▶ [Dataset entries]
--- START ---

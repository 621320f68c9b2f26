//! Double-precision steady-state methods
//!
//! nalgebra kernels specialized to `f64`: eigenvalues through the Schur
//! form with the selected eigenvector recovered by shifted inverse
//! iteration, SVD with a finite iteration budget (so non-convergence is an
//! observable outcome, not a panic), and QR of the transpose.

use std::time::Instant;

use nalgebra::{DMatrix, DVector};
use tracing::debug;

use super::{MatrixDiagnostics, MethodOutcome, MethodSolution, SolverDiagnostics, VoltageSolve};

/// Per-dimension iteration budget handed to the SVD; exceeding the total is
/// the per-voltage soft failure the sweep driver substitutes around.
const SVD_ITERATIONS_PER_DIMENSION: usize = 30;

const INVERSE_ITERATIONS: usize = 5;

pub(crate) fn solve(matrix: &DMatrix<f64>) -> VoltageSolve<f64> {
    let started = Instant::now();
    let eigen = eigen_method(matrix);
    debug!(elapsed_us = started.elapsed().as_micros() as u64, "eigen steady state");

    let started = Instant::now();
    let budget = SVD_ITERATIONS_PER_DIMENSION * matrix.nrows().max(10);
    let svd_attempt = matrix.clone().try_svd(true, true, f64::EPSILON, budget);
    let (condition_number, svd) = match svd_attempt {
        Some(decomposition) => {
            let values = &decomposition.singular_values;
            let (min_idx, second_min) = two_smallest(values.as_slice());
            let largest = values.iter().cloned().fold(0.0_f64, f64::max);
            let condition = if values[min_idx] > 0.0 {
                largest / values[min_idx]
            } else {
                f64::INFINITY
            };
            let outcome = match &decomposition.v_t {
                Some(v_t) => {
                    let mut steady: Vec<f64> = v_t.row(min_idx).iter().copied().collect();
                    normalize_by_sum(&mut steady);
                    let (abs_sum, sq_sum) = residuals(matrix, &steady);
                    MethodOutcome::Solved(MethodSolution {
                        steady_state: steady,
                        diagnostics: SolverDiagnostics {
                            primary: values[min_idx],
                            secondary: second_min,
                            residual_abs_sum: abs_sum,
                            residual_sq_sum: sq_sum,
                        },
                    })
                }
                None => MethodOutcome::FailedToConverge,
            };
            (condition, outcome)
        }
        None => (f64::INFINITY, MethodOutcome::FailedToConverge),
    };
    debug!(elapsed_us = started.elapsed().as_micros() as u64, "svd steady state");

    let started = Instant::now();
    let qr = qr_method(matrix);
    debug!(elapsed_us = started.elapsed().as_micros() as u64, "qr steady state");

    let matrix_diagnostics = element_diagnostics(matrix, condition_number);

    VoltageSolve {
        eigen,
        svd,
        qr,
        matrix: matrix_diagnostics,
    }
}

fn element_diagnostics(matrix: &DMatrix<f64>, condition_number: f64) -> MatrixDiagnostics {
    let mut largest = 0.0_f64;
    let mut smallest = f64::INFINITY;
    for &e in matrix.iter() {
        let a = e.abs();
        if a > 0.0 {
            largest = largest.max(a);
            smallest = smallest.min(a);
        }
    }
    if !smallest.is_finite() {
        smallest = 0.0;
    }
    MatrixDiagnostics {
        largest_element: largest,
        smallest_element: smallest,
        condition_number,
    }
}

/// Eigenvector of the eigenvalue with the largest real part.
///
/// For a valid generator that eigenvalue is numerically ~0 and the only
/// non-negative one; the gap to the runner-up is the separation diagnostic.
/// The eigenvector is recovered by inverse iteration against a minutely
/// offset shift, restarting with a larger offset if the shifted matrix
/// factors as exactly singular.
fn eigen_method(matrix: &DMatrix<f64>) -> MethodSolution<f64> {
    let n = matrix.nrows();
    let eigenvalues = matrix.clone().complex_eigenvalues();
    let mut reals: Vec<f64> = eigenvalues.iter().map(|c| c.re).collect();
    reals.sort_by(|a, b| b.total_cmp(a));
    let dominant = reals[0];
    let subdominant = if n > 1 { reals[1] } else { reals[0] };

    let mut steady = DVector::from_element(n, 1.0 / n as f64);
    let mut offset = (dominant.abs() + 1.0) * 1.0e-14;
    for _ in 0..4 {
        let mut shifted = matrix.clone();
        for i in 0..n {
            shifted[(i, i)] -= dominant + offset;
        }
        let lu = shifted.lu();
        let mut x = steady.clone();
        let mut advanced = false;
        for _ in 0..INVERSE_ITERATIONS {
            match lu.solve(&x) {
                Some(y) => {
                    let norm = y.norm();
                    if norm == 0.0 {
                        break;
                    }
                    x = y / norm;
                    advanced = true;
                }
                None => break,
            }
        }
        if advanced {
            steady = x;
            break;
        }
        offset *= 1.0e3;
    }

    let mut steady: Vec<f64> = steady.iter().copied().collect();
    normalize_by_sum(&mut steady);
    let (abs_sum, sq_sum) = residuals(matrix, &steady);
    MethodSolution {
        steady_state: steady,
        diagnostics: SolverDiagnostics {
            primary: dominant,
            secondary: subdominant,
            residual_abs_sum: abs_sum,
            residual_sq_sum: sq_sum,
        },
    }
}

/// QR of the transpose; the last column of Q spans the direction orthogonal
/// to the row space, i.e. the null-space candidate under the column-sum-zero
/// convention. The two smallest-magnitude trailing R diagonals are the
/// rank-deficiency diagnostics.
fn qr_method(matrix: &DMatrix<f64>) -> MethodSolution<f64> {
    let n = matrix.nrows();
    let qr = matrix.transpose().qr();
    let q = qr.q();
    let r = qr.r();

    let mut steady: Vec<f64> = q.column(n - 1).iter().copied().collect();
    normalize_by_sum(&mut steady);
    let primary = r[(n - 1, n - 1)].abs();
    let secondary = if n >= 2 { r[(n - 2, n - 2)].abs() } else { primary };
    let (abs_sum, sq_sum) = residuals(matrix, &steady);
    MethodSolution {
        steady_state: steady,
        diagnostics: SolverDiagnostics {
            primary,
            secondary,
            residual_abs_sum: abs_sum,
            residual_sq_sum: sq_sum,
        },
    }
}

fn normalize_by_sum(v: &mut [f64]) {
    let sum: f64 = v.iter().sum();
    if sum != 0.0 {
        for e in v.iter_mut() {
            *e /= sum;
        }
    }
}

fn residuals(matrix: &DMatrix<f64>, steady: &[f64]) -> (f64, f64) {
    let x = DVector::from_column_slice(steady);
    let r = matrix * x;
    let abs_sum = r.iter().map(|e| e.abs()).sum();
    let sq_sum = r.iter().map(|e| e * e).sum();
    (abs_sum, sq_sum)
}

/// (index of the smallest value, the second-smallest value).
fn two_smallest(values: &[f64]) -> (usize, f64) {
    let mut min_idx = 0;
    for (i, &v) in values.iter().enumerate() {
        if v < values[min_idx] {
            min_idx = i;
        }
    }
    let mut second = f64::INFINITY;
    for (i, &v) in values.iter().enumerate() {
        if i != min_idx && v < second {
            second = v;
        }
    }
    if !second.is_finite() {
        second = values[min_idx];
    }
    (min_idx, second)
}
//! Model configuration and topology
//!
//! A channel model is described by its topology ([`ModelSpec`]: binding
//! sites, solutes, charges, interaction mode, numeric backend) and by the
//! per-sweep physical inputs ([`Conditions`]: concentrations, energy-barrier
//! profile, interaction-coefficient values). The topology is specialized once
//! into a [`compile::CompiledModel`]; conditions and voltage are applied
//! fresh for every point of a sweep.

pub mod compile;
mod interaction;
pub mod rates;
mod state;
pub(crate) mod state_space;

use std::collections::HashMap;
use std::fmt;
use std::str::FromStr;

use serde::{Deserialize, Serialize};

use crate::error::ChannelsolError;

pub use interaction::InteractionMode;
pub use state::ChannelState;

/// Numeric backend used for matrix evaluation and steady-state solving.
#[derive(Clone, Copy, PartialEq, Eq, Debug, Serialize, Deserialize)]
pub enum NumericBackend {
    /// Native double precision, solved with nalgebra kernels.
    #[serde(rename = "double-precision")]
    Double,
    /// Arbitrary-precision floats for ill-conditioned transition matrices.
    #[serde(rename = "arbitrary-precision")]
    MultiPrecision,
}

impl fmt::Display for NumericBackend {
    fn fmt(&self, f: &mut fmt::Formatter<'_>) -> fmt::Result {
        match self {
            NumericBackend::Double => write!(f, "double-precision"),
            NumericBackend::MultiPrecision => write!(f, "arbitrary-precision"),
        }
    }
}

impl FromStr for NumericBackend {
    type Err = ChannelsolError;

    fn from_str(s: &str) -> Result<Self, Self::Err> {
        match s.trim() {
            "double" | "double-precision" => Ok(NumericBackend::Double),
            "multi" | "multiprecision" | "arbitrary-precision" => {
                Ok(NumericBackend::MultiPrecision)
            }
            other => Err(ChannelsolError::UnknownBackend(other.to_string())),
        }
    }
}

/// Topology and numeric configuration of a channel model.
#[derive(Clone, Debug, Serialize, Deserialize)]
pub struct ModelSpec {
    /// Number of binding sites in the pore, at least 1.
    pub num_binding_sites: usize,
    /// Unique solute identifiers, in a fixed order.
    pub solutes: Vec<String>,
    /// One signed charge per solute, aligned with `solutes`.
    pub charges: Vec<i32>,
    /// Ion-ion interaction coefficient mode.
    pub interaction: InteractionMode,
    /// Numeric backend for the sweep.
    pub backend: NumericBackend,
    /// Working precision in decimal digits (arbitrary-precision backend only).
    pub precision_digits: u32,
}

impl ModelSpec {
    pub fn new(
        num_binding_sites: usize,
        solutes: Vec<impl Into<String>>,
        charges: Vec<i32>,
    ) -> Self {
        ModelSpec {
            num_binding_sites,
            solutes: solutes.into_iter().map(Into::into).collect(),
            charges,
            interaction: InteractionMode::None,
            backend: NumericBackend::Double,
            precision_digits: 50,
        }
    }

    pub fn with_interaction(mut self, mode: InteractionMode) -> Self {
        self.interaction = mode;
        self
    }

    pub fn with_backend(mut self, backend: NumericBackend) -> Self {
        self.backend = backend;
        self
    }

    pub fn with_precision_digits(mut self, digits: u32) -> Self {
        self.precision_digits = digits;
        self
    }

    /// Number of barriers, `num_binding_sites + 1`.
    pub fn num_barriers(&self) -> usize {
        self.num_binding_sites + 1
    }

    /// Number of points in every energy/distance profile, `2n + 1`.
    pub fn profile_len(&self) -> usize {
        2 * self.num_binding_sites + 1
    }

    /// Fail-fast configuration check, run before any generation work.
    pub fn validate(&self) -> Result<(), ChannelsolError> {
        if self.num_binding_sites == 0 {
            return Err(ChannelsolError::NoBindingSites);
        }
        if self.solutes.is_empty() {
            return Err(ChannelsolError::NoSolutes);
        }
        for (i, name) in self.solutes.iter().enumerate() {
            if self.solutes[..i].contains(name) {
                return Err(ChannelsolError::DuplicateSolute(name.clone()));
            }
        }
        if self.charges.len() != self.solutes.len() {
            return Err(ChannelsolError::ChargeCountMismatch {
                solutes: self.solutes.len(),
                charges: self.charges.len(),
            });
        }
        if self.backend == NumericBackend::MultiPrecision && self.precision_digits == 0 {
            return Err(ChannelsolError::InvalidPrecision(self.precision_digits));
        }
        Ok(())
    }

    /// Specialize this configuration into an executable model.
    pub fn compile(&self) -> Result<compile::CompiledModel, ChannelsolError> {
        compile::CompiledModel::build(self.clone())
    }
}

/// Intracellular/extracellular concentration pair, in molar.
#[derive(Clone, Copy, Debug, PartialEq, Serialize, Deserialize)]
pub struct ConcentrationPair {
    pub intra: f64,
    pub extra: f64,
}

/// Per-solute bath concentrations.
///
/// Strongly-typed replacement for the legacy suffix-keyed map
/// (`"Nai"`/`"Nae"`); [`Concentrations::from_suffixed`] accepts that format
/// for callers migrating old settings.
#[derive(Clone, Debug, Default, Serialize, Deserialize)]
pub struct Concentrations {
    pairs: HashMap<String, ConcentrationPair>,
}

impl Concentrations {
    pub fn new() -> Self {
        Self::default()
    }

    pub fn with_solute(mut self, solute: impl Into<String>, intra: f64, extra: f64) -> Self {
        self.pairs
            .insert(solute.into(), ConcentrationPair { intra, extra });
        self
    }

    /// Build from a legacy map keyed `"{solute}i"` / `"{solute}e"`.
    /// Keys without one of the two suffixes are ignored; a missing partner
    /// defaults to 0 M and is caught by validation if the solute is used.
    pub fn from_suffixed(map: &HashMap<String, f64>) -> Self {
        let mut pairs: HashMap<String, ConcentrationPair> = HashMap::new();
        for (key, &value) in map {
            let Some(last) = key.chars().last() else {
                continue;
            };
            if key.len() < 2 || (last != 'i' && last != 'e') {
                continue;
            }
            let solute = key[..key.len() - 1].to_string();
            let entry = pairs
                .entry(solute)
                .or_insert(ConcentrationPair {
                    intra: 0.0,
                    extra: 0.0,
                });
            if last == 'i' {
                entry.intra = value;
            } else {
                entry.extra = value;
            }
        }
        Concentrations { pairs }
    }

    pub fn get(&self, solute: &str) -> Option<ConcentrationPair> {
        self.pairs.get(solute).copied()
    }
}

/// Energy-barrier profile: electrical distances shared by all solutes plus a
/// per-solute free-energy profile, each with `2n + 1` points (odd points are
/// barrier peaks, even points are binding-site wells; energies in kT,
/// distances as fractions of the transmembrane voltage drop).
#[derive(Clone, Debug, Serialize, Deserialize)]
pub struct EnergyProfile {
    distances: Vec<f64>,
    energies: HashMap<String, Vec<f64>>,
}

impl EnergyProfile {
    pub fn new(distances: Vec<f64>) -> Self {
        EnergyProfile {
            distances,
            energies: HashMap::new(),
        }
    }

    pub fn with_solute(mut self, solute: impl Into<String>, energies: Vec<f64>) -> Self {
        self.energies.insert(solute.into(), energies);
        self
    }

    pub fn distances(&self) -> &[f64] {
        &self.distances
    }

    pub fn energies_for(&self, solute: &str) -> Option<&[f64]> {
        self.energies.get(solute).map(Vec::as_slice)
    }
}

/// Physical inputs held fixed across a voltage sweep.
#[derive(Clone, Debug, Serialize, Deserialize)]
pub struct Conditions {
    pub concentrations: Concentrations,
    pub profile: EnergyProfile,
    /// One value per declared Q slot (empty when the mode has none).
    pub q_values: Vec<f64>,
    /// One value per declared R slot.
    pub r_values: Vec<f64>,
}

impl Conditions {
    pub fn new(concentrations: Concentrations, profile: EnergyProfile) -> Self {
        Conditions {
            concentrations,
            profile,
            q_values: Vec::new(),
            r_values: Vec::new(),
        }
    }

    pub fn with_q_values(mut self, q_values: Vec<f64>) -> Self {
        self.q_values = q_values;
        self
    }

    pub fn with_r_values(mut self, r_values: Vec<f64>) -> Self {
        self.r_values = r_values;
        self
    }
}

--- END ---

▶ [What to do] Only a number is expected in reply: how many lines of the entries hold the word "VoltageSolve"?

▶ [Response to this task] 3